April 17th, 2008 imsplitbit Posted in MySQL, News, On The Road | No Comments »

I am an pretty strong user of MySQL. I don’t code in C so I don’t really dig through the source very much but the fact that the source is available to me is a pretty big plus in my book. Mainly because if I wanted to change it, I can (in theory). I am currently in Santa Clara, CA attending my 5th (I think) mysql user conference and I get the news that Sun/MySQL has decided to close source certain parts of their server to try to make some money from the mysql community. Read Here. This really wouldn’t be all that surprising except that Jonathan Schwartz, the CEO of Sun, just spoke to us on Monday about how Sun is committed to open source and the open source community. How can you say that one day and then do this the next day??? You might have noted from my Twitter posts that he “joked” with the phrase “Enough of this free software stuff” in his keynote. Keep in mind he did smile and laugh and taken out of context that seems more damaging than it came across but nonetheless this makes me question his sincerity.
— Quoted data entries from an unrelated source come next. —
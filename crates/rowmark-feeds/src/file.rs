//! File feed: reads a file from the start and, when following, keeps
//! reading data appended to it.
//!
//! Following is driven by `notify` modify events with a periodic re-read as
//! a fallback for filesystems that do not report changes.

use std::path::{Path, PathBuf};
use std::time::Duration;

use bytes::Bytes;
use futures::StreamExt;
use notify::{RecommendedWatcher, RecursiveMode, Watcher};
use rowmark_core::Chunk;
use tokio::io::AsyncReadExt;
use tokio::sync::mpsc;

use crate::reader::{self, DEFAULT_CHUNK_SIZE};
use crate::{ChannelStream, Feed, FeedError, FeedSource};

/// Re-read interval when no change event arrives while following.
const FOLLOW_POLL_INTERVAL: Duration = Duration::from_millis(250);

#[derive(Debug, Clone)]
pub struct FileFeed {
    path: PathBuf,
    follow: bool,
    chunk_size: usize,
}

impl FileFeed {
    pub fn new(path: impl Into<PathBuf>) -> Self {
        Self {
            path: path.into(),
            follow: false,
            chunk_size: DEFAULT_CHUNK_SIZE,
        }
    }

    /// Keep reading appended data after reaching the end of the file.
    pub fn follow(mut self, follow: bool) -> Self {
        self.follow = follow;
        self
    }

    pub fn chunk_size(mut self, bytes: usize) -> Self {
        self.chunk_size = bytes.max(1);
        self
    }

    pub fn path(&self) -> &Path {
        &self.path
    }
}

impl FeedSource for FileFeed {
    fn open(self) -> Result<Feed, FeedError> {
        let file = std::fs::File::open(&self.path).map_err(|source| FeedError::Open {
            path: self.path.clone(),
            source,
        })?;
        let size_hint = file.metadata().ok().map(|m| m.len());
        let name = self
            .path
            .file_name()
            .map(|n| n.to_string_lossy().into_owned())
            .unwrap_or_else(|| self.path.display().to_string());
        let file = tokio::fs::File::from_std(file);

        tracing::debug!(path = %self.path.display(), ?size_hint, follow = self.follow, "opening file feed");

        if !self.follow {
            return Ok(Feed::new(name, size_hint, reader::chunks(file, self.chunk_size)));
        }

        let (wake_tx, wake_rx) = mpsc::unbounded_channel();
        let mut watcher = notify::recommended_watcher(move |event: notify::Result<notify::Event>| {
            match event {
                Ok(event) if event.kind.is_modify() => {
                    let _ = wake_tx.send(());
                }
                Ok(_) => {}
                Err(error) => tracing::warn!(%error, "file watch error"),
            }
        })?;
        watcher.watch(&self.path, RecursiveMode::NonRecursive)?;

        let (tx, rx) = mpsc::channel(16);
        tokio::spawn(follow_file(file, watcher, wake_rx, tx, self.chunk_size));

        // Followed files grow, so a size hint would only make progress lie.
        Ok(Feed::new(name, None, ChannelStream::new(rx).boxed()))
    }
}

async fn follow_file(
    mut file: tokio::fs::File,
    _watcher: RecommendedWatcher,
    mut wake: mpsc::UnboundedReceiver<()>,
    tx: mpsc::Sender<Result<Chunk, FeedError>>,
    chunk_size: usize,
) {
    let mut buf = vec![0u8; chunk_size];
    loop {
        match file.read(&mut buf).await {
            Ok(0) => {
                tokio::select! {
                    _ = wake.recv() => while wake.try_recv().is_ok() {},
                    _ = tokio::time::sleep(FOLLOW_POLL_INTERVAL) => {}
                    _ = tx.closed() => break,
                }
            }
            Ok(n) => {
                let chunk = Chunk::Bytes(Bytes::copy_from_slice(&buf[..n]));
                if tx.send(Ok(chunk)).await.is_err() {
                    break;
                }
            }
            Err(error) => {
                let _ = tx.send(Err(error.into())).await;
                break;
            }
        }
    }
    tracing::debug!("stopped following file");
}
use std::path::PathBuf;
use std::time::Duration;

use clap::Parser;
use rowmark::{Input, RestPolicy, RunOptions};
use rowmark_core::config::Config;

#[derive(Parser)]
#[command(name = "rowmark", about = "rowmark: index a text stream into marked rows")]
struct Cli {
    /// Read this file instead of stdin.
    #[arg(long, conflicts_with = "exec")]
    file: Option<PathBuf>,

    /// Keep reading data appended to --file.
    #[arg(long, requires = "file", conflicts_with = "exec")]
    follow: bool,

    /// Run a command and read its stdout, e.g. `--exec journalctl -f`.
    /// Must come last: every following argument belongs to the command.
    #[arg(long, num_args = 1.., allow_hyphen_values = true)]
    exec: Option<Vec<String>>,

    /// Source id stamped into every row marker.
    #[arg(long, default_value_t = 0)]
    source: u32,

    /// Stream id used in notifications.
    #[arg(long, default_value = "main")]
    stream_id: String,

    /// Write marked-up output to this file.
    #[arg(long, short)]
    output: Option<PathBuf>,

    /// Emit an unterminated last line as a final row instead of dropping it.
    #[arg(long)]
    flush_rest: bool,

    /// Print notifications to stdout as JSON lines.
    #[arg(long)]
    events: bool,

    /// Override the stream notification delay.
    #[arg(long)]
    delay_ms: Option<u64>,

    /// Override the number of postponed notifications before a forced send.
    #[arg(long)]
    max_postponed: Option<u32>,

    /// Load configuration from this file instead of ~/.config/rowmark/config.toml.
    #[arg(long)]
    config: Option<PathBuf>,

    /// Write debug logs to /tmp/rowmark-debug.log (tail -f to inspect).
    #[arg(long)]
    debug: bool,
}

impl Cli {
    fn input(&mut self) -> Input {
        if let Some(mut command) = self.exec.take().filter(|c| !c.is_empty()) {
            let program = command.remove(0);
            return Input::Exec { program, args: command };
        }
        match self.file.take() {
            Some(path) => Input::File { path, follow: self.follow },
            None => Input::Stdin,
        }
    }
}

#[tokio::main(flavor = "current_thread")]
async fn main() -> anyhow::Result<()> {
    let mut cli = Cli::parse();

    if cli.debug {
        let file = std::fs::OpenOptions::new()
            .create(true)
            .append(true)
            .open("/tmp/rowmark-debug.log")?;
        tracing_subscriber::fmt()
            .with_writer(std::sync::Mutex::new(file))
            .with_ansi(false)
            .with_env_filter(
                tracing_subscriber::EnvFilter::try_from_env("RUST_LOG")
                    .unwrap_or_else(|_| tracing_subscriber::EnvFilter::new("debug")),
            )
            .init();
        tracing::info!("rowmark debug log started, tail -f /tmp/rowmark-debug.log");
    } else {
        tracing_subscriber::fmt()
            .with_writer(std::io::stderr)
            .with_env_filter(
                tracing_subscriber::EnvFilter::try_from_env("RUST_LOG")
                    .unwrap_or_else(|_| tracing_subscriber::EnvFilter::new("warn")),
            )
            .init();
    }

    let config = match &cli.config {
        Some(path) => Config::load_from(path)?,
        None => Config::load().unwrap_or_else(|error| {
            tracing::warn!(%error, "falling back to default config");
            Config::defaults()
        }),
    };

    let mut settings = config.session_settings();
    if let Some(ms) = cli.delay_ms {
        settings.stream.delay = Duration::from_millis(ms);
    }
    if let Some(max) = cli.max_postponed {
        settings.stream.max_postponed = max;
    }
    if cli.flush_rest {
        settings.rest_policy = RestPolicy::Flush;
    }

    let options = RunOptions {
        input: cli.input(),
        stream_id: cli.stream_id.clone().into(),
        source: cli.source,
        output: cli.output.clone(),
        events: cli.events,
        settings,
    };

    let summary = rowmark::run(options).await?;
    tracing::debug!(?summary, "done");
    Ok(())
}
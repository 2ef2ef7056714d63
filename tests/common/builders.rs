//! Test builders: ergonomic constructors for sessions and notifiers.
//!
//! These are designed for readability in test assertions, not for
//! production use. They panic rather than returning `Result`.

use std::sync::Arc;
use std::time::Duration;

use rowmark_core::{
    Notification, Notifier, ProgressUpdate, RestPolicy, SessionSettings, SourceId, StreamSession,
    StreamUpdate, ThrottlePolicy,
};
use tokio::sync::mpsc;

// ---------------------------------------------------------------------------
// Recorder
// ---------------------------------------------------------------------------

/// Receiving end of a channel notifier. Collects whatever has been sent so
/// far without waiting.
pub struct Recorder {
    rx: mpsc::UnboundedReceiver<Notification>,
}

impl Recorder {
    pub fn drain(&mut self) -> Vec<Notification> {
        std::iter::from_fn(|| self.rx.try_recv().ok()).collect()
    }

    pub fn stream_updates(&mut self) -> Vec<StreamUpdate> {
        self.drain()
            .into_iter()
            .filter_map(|n| match n {
                Notification::StreamUpdated(u) => Some(u),
                Notification::ProgressState(_) => None,
            })
            .collect()
    }

    pub fn progress_updates(&mut self) -> Vec<ProgressUpdate> {
        self.drain()
            .into_iter()
            .filter_map(|n| match n {
                Notification::ProgressState(p) => Some(p),
                Notification::StreamUpdated(_) => None,
            })
            .collect()
    }
}

/// A notifier backed by an unbounded channel plus its [`Recorder`].
pub fn recording_notifier() -> (Arc<dyn Notifier>, Recorder) {
    let (tx, rx) = mpsc::unbounded_channel();
    (Arc::new(tx), Recorder { rx })
}

// ---------------------------------------------------------------------------
// SessionBuilder
// ---------------------------------------------------------------------------

/// Fluent builder for [`StreamSession`] fixtures.
///
/// ```rust
/// let (session, recorder) = SessionBuilder::new("logs").source(2).flush_rest().build();
/// ```
pub struct SessionBuilder {
    stream_id: String,
    source: SourceId,
    settings: SessionSettings,
}

impl SessionBuilder {
    pub fn new(stream_id: impl Into<String>) -> Self {
        Self {
            stream_id: stream_id.into(),
            source: 0,
            settings: SessionSettings::default(),
        }
    }

    pub fn source(mut self, source: SourceId) -> Self {
        self.source = source;
        self
    }

    pub fn flush_rest(mut self) -> Self {
        self.settings.rest_policy = RestPolicy::Flush;
        self
    }

    pub fn stream_throttle(mut self, delay: Duration, max_postponed: u32) -> Self {
        self.settings.stream = ThrottlePolicy { delay, max_postponed };
        self
    }

    pub fn replacement(mut self, replacement: char) -> Self {
        self.settings.marker_replacement = replacement;
        self
    }

    pub fn settings(&self) -> SessionSettings {
        self.settings
    }

    pub fn build(self) -> (StreamSession, Recorder) {
        let (notifier, recorder) = recording_notifier();
        let session = StreamSession::new(self.stream_id.into(), self.source, &self.settings, notifier);
        (session, recorder)
    }
}
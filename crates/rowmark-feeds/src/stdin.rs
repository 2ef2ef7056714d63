//! Stdin feed: reads the process's standard input until EOF.

use crate::reader::{self, DEFAULT_CHUNK_SIZE};
use crate::{Feed, FeedError, FeedSource};

#[derive(Debug, Clone)]
pub struct StdinFeed {
    chunk_size: usize,
}

impl Default for StdinFeed {
    fn default() -> Self {
        Self {
            chunk_size: DEFAULT_CHUNK_SIZE,
        }
    }
}

impl StdinFeed {
    pub fn new() -> Self {
        Self::default()
    }

    pub fn chunk_size(mut self, bytes: usize) -> Self {
        self.chunk_size = bytes;
        self
    }
}

impl FeedSource for StdinFeed {
    fn open(self) -> Result<Feed, FeedError> {
        tracing::debug!(chunk_size = self.chunk_size, "reading stdin");
        Ok(Feed::new(
            "stdin",
            None,
            reader::chunks(tokio::io::stdin(), self.chunk_size),
        ))
    }
}
//! rowmark: streaming row indexer for large text and log streams.
//!
//! The binary reads one feed (stdin, a file, or a spawned process), turns it
//! into marker-annotated rows with a byte/row offset index, and reports
//! progress through throttled notifications. The pipeline layers live in
//! [`rowmark_core`] and [`rowmark_feeds`]; this crate only wires them up.
//!
//! # Architecture
//!
//! ```text
//! Feed ──► StreamSession ──► output file
//!               │
//!               └──► Notifier ──► JSON lines on stdout
//! ```

pub mod app;
pub mod output;

pub use app::{run, Input, RunOptions};
pub use rowmark_core::*;
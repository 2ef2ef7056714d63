//! rowmark-feeds: chunk sources for rowmark.
//!
//! Each feed opens a byte source and exposes it as a stream of
//! [`rowmark_core::Chunk`]s in arrival order. Chunk boundaries are whatever
//! the source delivered; the transformer reconciles them.

pub mod file;
pub mod process;
pub mod reader;
pub mod stdin;

use std::path::PathBuf;
use std::pin::Pin;
use std::task::{Context, Poll};

use futures::stream::BoxStream;
use futures::Stream;
use rowmark_core::Chunk;
use tokio::sync::mpsc;

pub use file::FileFeed;
pub use process::ProcessFeed;
pub use stdin::StdinFeed;

/// Stream of chunks produced by a feed.
pub type ChunkStream = BoxStream<'static, Result<Chunk, FeedError>>;

#[derive(Debug, thiserror::Error)]
pub enum FeedError {
    #[error("failed to open {path}: {source}")]
    Open {
        path: PathBuf,
        #[source]
        source: std::io::Error,
    },
    #[error("failed to spawn {program}: {source}")]
    Spawn {
        program: String,
        #[source]
        source: std::io::Error,
    },
    #[error("read failed: {0}")]
    Read(#[from] std::io::Error),
    #[error("file watch failed: {0}")]
    Watch(#[from] notify::Error),
}

/// An opened feed.
pub struct Feed {
    /// Display name, used as the progress pipe name.
    pub name: String,
    /// Expected total size in bytes, if the source knows it.
    pub size_hint: Option<u64>,
    pub chunks: ChunkStream,
}

impl Feed {
    pub fn new(name: impl Into<String>, size_hint: Option<u64>, chunks: ChunkStream) -> Self {
        Self {
            name: name.into(),
            size_hint,
            chunks,
        }
    }
}

impl std::fmt::Debug for Feed {
    fn fmt(&self, f: &mut std::fmt::Formatter<'_>) -> std::fmt::Result {
        f.debug_struct("Feed")
            .field("name", &self.name)
            .field("size_hint", &self.size_hint)
            .finish_non_exhaustive()
    }
}

/// Trait implemented by each chunk source.
///
/// Feeds that spawn background work (followed files, processes) must be
/// opened from within a tokio runtime.
pub trait FeedSource {
    fn open(self) -> Result<Feed, FeedError>;
}

/// Chunks pushed by a background task.
pub(crate) struct ChannelStream {
    rx: mpsc::Receiver<Result<Chunk, FeedError>>,
}

impl ChannelStream {
    pub(crate) fn new(rx: mpsc::Receiver<Result<Chunk, FeedError>>) -> Self {
        Self { rx }
    }
}

impl Stream for ChannelStream {
    type Item = Result<Chunk, FeedError>;

    fn poll_next(mut self: Pin<&mut Self>, cx: &mut Context<'_>) -> Poll<Option<Self::Item>> {
        self.rx.poll_recv(cx)
    }
}
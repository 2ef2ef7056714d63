//! Session registry: isolated [`StreamSession`]s keyed by [`StreamId`].

use std::collections::HashMap;
use std::sync::Arc;

use crate::notifier::Notifier;
use crate::session::{SessionSettings, StreamSession};
use crate::types::{Chunk, SourceId, StreamId, TransformResult};

pub struct SessionRegistry {
    settings: SessionSettings,
    notifier: Arc<dyn Notifier>,
    sessions: HashMap<StreamId, StreamSession>,
}

impl SessionRegistry {
    pub fn new(settings: SessionSettings, notifier: Arc<dyn Notifier>) -> Self {
        Self {
            settings,
            notifier,
            sessions: HashMap::new(),
        }
    }

    /// Open a session for `stream_id`, or return the one already open.
    pub fn open(&mut self, stream_id: StreamId, source: SourceId) -> &mut StreamSession {
        let settings = &self.settings;
        let notifier = &self.notifier;
        self.sessions.entry(stream_id).or_insert_with_key(|id| {
            StreamSession::new(id.clone(), source, settings, Arc::clone(notifier))
        })
    }

    pub fn get(&self, stream_id: &StreamId) -> Option<&StreamSession> {
        self.sessions.get(stream_id)
    }

    pub fn get_mut(&mut self, stream_id: &StreamId) -> Option<&mut StreamSession> {
        self.sessions.get_mut(stream_id)
    }

    /// Route a chunk to its session. Chunks for unknown streams are dropped.
    pub fn convert(&mut self, stream_id: &StreamId, chunk: impl Into<Chunk>) -> Option<TransformResult> {
        match self.sessions.get_mut(stream_id) {
            Some(session) => Some(session.convert(chunk)),
            None => {
                tracing::warn!(stream = %stream_id, "chunk for unknown stream dropped");
                None
            }
        }
    }

    /// Close and forget a session. Returns `false` if it was not open.
    pub fn close(&mut self, stream_id: &StreamId) -> bool {
        match self.sessions.remove(stream_id) {
            Some(mut session) => {
                session.close();
                true
            }
            None => false,
        }
    }

    pub fn close_all(&mut self) {
        for (_, mut session) in self.sessions.drain() {
            session.close();
        }
    }

    pub fn len(&self) -> usize {
        self.sessions.len()
    }

    pub fn is_empty(&self) -> bool {
        self.sessions.is_empty()
    }
}

impl Drop for SessionRegistry {
    fn drop(&mut self) {
        self.close_all();
    }
}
I have spoken to some MySQL/Sun employees, who will remain nameless, that are sorely against this move and they have assured me that this will not stand if they have anything to say about it. But you have to ask yourselves [addressing the mysql employees brave enough to talk about this with me], When you are one in 400 you may have a say but one in 40,000 makes you a glitch in the radar, not a blip. Good luck guys, I hope this works out.

On a side note, to all of the so called mysql users throwing around “I better brush up on my postgres”, puh-freakin-lease! Even if Sun closes off the source of some obscure feature, I would venture to say that 99.9% of you are like me, DB geeks. You weren’t gonna change anything in the server anyway. And do you seriously think that some huge group of software engineers wouldn’t take the last GPL version and fork the project? Stop being drama queens and wait til it settles. And for the love of god, or whomever you choose to believe in if anyone, don’t go to a database server that offers you a trigger based replication as it’s best scale out method.